• **TASK**
The answer must be every line of the records below that contains the word "candidate".

Stored data entries
◇ ◇ ◇ ◇ ◇ ◇ ◇
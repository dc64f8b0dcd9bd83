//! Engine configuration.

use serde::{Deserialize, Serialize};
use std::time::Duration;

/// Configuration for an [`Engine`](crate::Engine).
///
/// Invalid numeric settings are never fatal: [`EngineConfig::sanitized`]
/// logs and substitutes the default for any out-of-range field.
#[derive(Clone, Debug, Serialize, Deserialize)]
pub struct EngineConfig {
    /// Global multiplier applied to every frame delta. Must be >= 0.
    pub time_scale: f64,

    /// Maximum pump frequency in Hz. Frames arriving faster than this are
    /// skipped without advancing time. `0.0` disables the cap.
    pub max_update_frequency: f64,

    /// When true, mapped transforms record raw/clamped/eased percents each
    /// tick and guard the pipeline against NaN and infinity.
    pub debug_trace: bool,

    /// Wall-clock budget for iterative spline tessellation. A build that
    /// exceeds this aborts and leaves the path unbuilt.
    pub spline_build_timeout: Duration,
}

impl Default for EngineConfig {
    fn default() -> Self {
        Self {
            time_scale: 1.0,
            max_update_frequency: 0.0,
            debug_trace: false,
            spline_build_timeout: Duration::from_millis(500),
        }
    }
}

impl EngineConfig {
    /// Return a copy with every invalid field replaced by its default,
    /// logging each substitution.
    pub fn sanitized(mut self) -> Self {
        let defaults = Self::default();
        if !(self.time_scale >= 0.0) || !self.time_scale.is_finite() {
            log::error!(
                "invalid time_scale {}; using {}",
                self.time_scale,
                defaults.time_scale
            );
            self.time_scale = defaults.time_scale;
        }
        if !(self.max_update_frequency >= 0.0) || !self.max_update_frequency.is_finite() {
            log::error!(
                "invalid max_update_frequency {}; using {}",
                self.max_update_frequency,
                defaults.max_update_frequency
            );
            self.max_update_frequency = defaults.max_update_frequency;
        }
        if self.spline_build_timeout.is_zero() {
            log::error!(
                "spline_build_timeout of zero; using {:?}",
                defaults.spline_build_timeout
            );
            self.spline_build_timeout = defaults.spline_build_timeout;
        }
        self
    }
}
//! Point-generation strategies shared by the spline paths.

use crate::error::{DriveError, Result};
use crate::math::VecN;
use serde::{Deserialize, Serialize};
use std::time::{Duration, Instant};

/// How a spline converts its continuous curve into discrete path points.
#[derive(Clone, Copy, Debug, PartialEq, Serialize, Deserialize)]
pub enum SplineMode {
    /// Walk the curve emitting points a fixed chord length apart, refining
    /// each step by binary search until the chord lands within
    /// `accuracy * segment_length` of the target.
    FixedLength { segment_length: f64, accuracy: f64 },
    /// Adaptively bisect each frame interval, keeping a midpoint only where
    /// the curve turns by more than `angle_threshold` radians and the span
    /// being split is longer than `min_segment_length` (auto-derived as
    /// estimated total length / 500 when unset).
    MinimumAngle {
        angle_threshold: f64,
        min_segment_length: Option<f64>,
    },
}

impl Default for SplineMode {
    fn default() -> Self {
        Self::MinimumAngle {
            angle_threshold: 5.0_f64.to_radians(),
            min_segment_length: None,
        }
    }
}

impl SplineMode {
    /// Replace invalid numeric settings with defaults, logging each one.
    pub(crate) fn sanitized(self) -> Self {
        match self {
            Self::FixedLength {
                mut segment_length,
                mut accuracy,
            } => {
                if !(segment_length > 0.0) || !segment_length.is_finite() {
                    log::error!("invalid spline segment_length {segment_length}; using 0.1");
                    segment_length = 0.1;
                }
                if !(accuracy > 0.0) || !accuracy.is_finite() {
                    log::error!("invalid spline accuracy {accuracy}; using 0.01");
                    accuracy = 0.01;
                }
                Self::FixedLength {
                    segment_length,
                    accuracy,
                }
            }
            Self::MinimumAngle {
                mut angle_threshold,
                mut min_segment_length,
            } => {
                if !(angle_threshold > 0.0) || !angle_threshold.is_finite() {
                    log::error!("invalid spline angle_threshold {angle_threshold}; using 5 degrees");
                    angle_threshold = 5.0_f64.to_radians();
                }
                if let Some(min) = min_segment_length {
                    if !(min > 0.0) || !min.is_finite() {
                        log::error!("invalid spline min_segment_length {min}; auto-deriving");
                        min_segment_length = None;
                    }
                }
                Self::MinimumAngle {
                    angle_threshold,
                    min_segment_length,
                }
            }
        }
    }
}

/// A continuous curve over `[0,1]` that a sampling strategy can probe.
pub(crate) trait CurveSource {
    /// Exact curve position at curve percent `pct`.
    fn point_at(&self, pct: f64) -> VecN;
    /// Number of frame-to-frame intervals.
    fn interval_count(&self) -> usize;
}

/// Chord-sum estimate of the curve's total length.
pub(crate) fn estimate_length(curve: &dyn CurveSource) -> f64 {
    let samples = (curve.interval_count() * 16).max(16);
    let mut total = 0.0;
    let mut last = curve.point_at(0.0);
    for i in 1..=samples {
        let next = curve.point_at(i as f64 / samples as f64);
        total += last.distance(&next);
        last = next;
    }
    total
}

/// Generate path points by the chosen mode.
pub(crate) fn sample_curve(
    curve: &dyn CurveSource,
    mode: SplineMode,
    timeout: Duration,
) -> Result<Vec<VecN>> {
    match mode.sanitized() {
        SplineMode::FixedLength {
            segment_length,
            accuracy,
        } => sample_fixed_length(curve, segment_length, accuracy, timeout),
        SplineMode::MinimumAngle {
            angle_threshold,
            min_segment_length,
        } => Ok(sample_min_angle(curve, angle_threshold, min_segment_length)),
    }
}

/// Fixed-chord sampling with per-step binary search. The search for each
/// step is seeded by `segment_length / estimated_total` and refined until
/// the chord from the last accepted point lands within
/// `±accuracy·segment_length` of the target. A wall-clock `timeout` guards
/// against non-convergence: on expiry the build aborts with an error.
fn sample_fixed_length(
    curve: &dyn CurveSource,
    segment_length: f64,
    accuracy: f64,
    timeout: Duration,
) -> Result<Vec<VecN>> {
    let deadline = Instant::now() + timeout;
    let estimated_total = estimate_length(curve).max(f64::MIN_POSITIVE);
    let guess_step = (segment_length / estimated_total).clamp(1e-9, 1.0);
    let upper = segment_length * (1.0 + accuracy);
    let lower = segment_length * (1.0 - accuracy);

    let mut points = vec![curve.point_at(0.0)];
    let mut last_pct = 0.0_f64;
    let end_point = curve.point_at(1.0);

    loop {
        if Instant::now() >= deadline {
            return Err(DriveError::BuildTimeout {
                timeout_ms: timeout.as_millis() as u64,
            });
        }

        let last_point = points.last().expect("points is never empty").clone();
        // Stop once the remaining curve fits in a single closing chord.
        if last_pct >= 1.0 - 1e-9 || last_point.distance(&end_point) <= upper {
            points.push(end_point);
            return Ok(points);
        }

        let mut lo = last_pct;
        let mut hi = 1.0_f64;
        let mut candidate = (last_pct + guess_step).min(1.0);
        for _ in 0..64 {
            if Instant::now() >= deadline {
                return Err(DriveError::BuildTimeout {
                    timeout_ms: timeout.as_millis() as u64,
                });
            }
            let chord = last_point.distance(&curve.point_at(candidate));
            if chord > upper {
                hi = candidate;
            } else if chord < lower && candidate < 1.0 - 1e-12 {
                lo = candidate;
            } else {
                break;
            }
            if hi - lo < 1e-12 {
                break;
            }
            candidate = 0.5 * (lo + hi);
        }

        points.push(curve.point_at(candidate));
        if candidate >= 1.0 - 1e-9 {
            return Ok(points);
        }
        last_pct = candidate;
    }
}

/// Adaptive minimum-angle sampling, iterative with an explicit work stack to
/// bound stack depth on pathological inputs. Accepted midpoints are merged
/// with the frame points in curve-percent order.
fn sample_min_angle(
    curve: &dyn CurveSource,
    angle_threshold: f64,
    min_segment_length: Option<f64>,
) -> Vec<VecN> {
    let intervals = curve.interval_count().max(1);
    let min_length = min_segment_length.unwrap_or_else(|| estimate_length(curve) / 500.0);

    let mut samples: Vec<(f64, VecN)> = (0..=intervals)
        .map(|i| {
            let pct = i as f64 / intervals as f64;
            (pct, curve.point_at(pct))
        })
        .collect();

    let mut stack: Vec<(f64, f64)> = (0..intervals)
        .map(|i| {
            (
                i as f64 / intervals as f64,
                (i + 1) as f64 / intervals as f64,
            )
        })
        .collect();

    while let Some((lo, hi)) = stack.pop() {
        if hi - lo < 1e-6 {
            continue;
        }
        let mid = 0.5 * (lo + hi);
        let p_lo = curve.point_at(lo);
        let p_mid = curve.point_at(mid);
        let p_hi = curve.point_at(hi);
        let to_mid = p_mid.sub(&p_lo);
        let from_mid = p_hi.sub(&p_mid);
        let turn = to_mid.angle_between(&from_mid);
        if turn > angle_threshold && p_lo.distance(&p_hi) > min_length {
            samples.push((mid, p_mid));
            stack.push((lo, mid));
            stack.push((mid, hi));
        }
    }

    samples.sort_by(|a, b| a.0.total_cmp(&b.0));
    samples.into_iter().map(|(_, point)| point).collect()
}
◇ ◇ ◇ ◇ ◇ ◇ ◇
• **WRITTEN RESPONSE**
        let mut candidate = (last_pct + guess_step).min(1.0);
            let chord = last_point.distance(&curve.point_at(candidate));
                hi = candidate;
            } else if chord < lower && candidate < 1.0 - 1e-12 {
                lo = candidate;
            candidate = 0.5 * (lo + hi);
        points.push(curve.point_at(candidate));
        if candidate >= 1.0 - 1e-9 {
        last_pct = candidate;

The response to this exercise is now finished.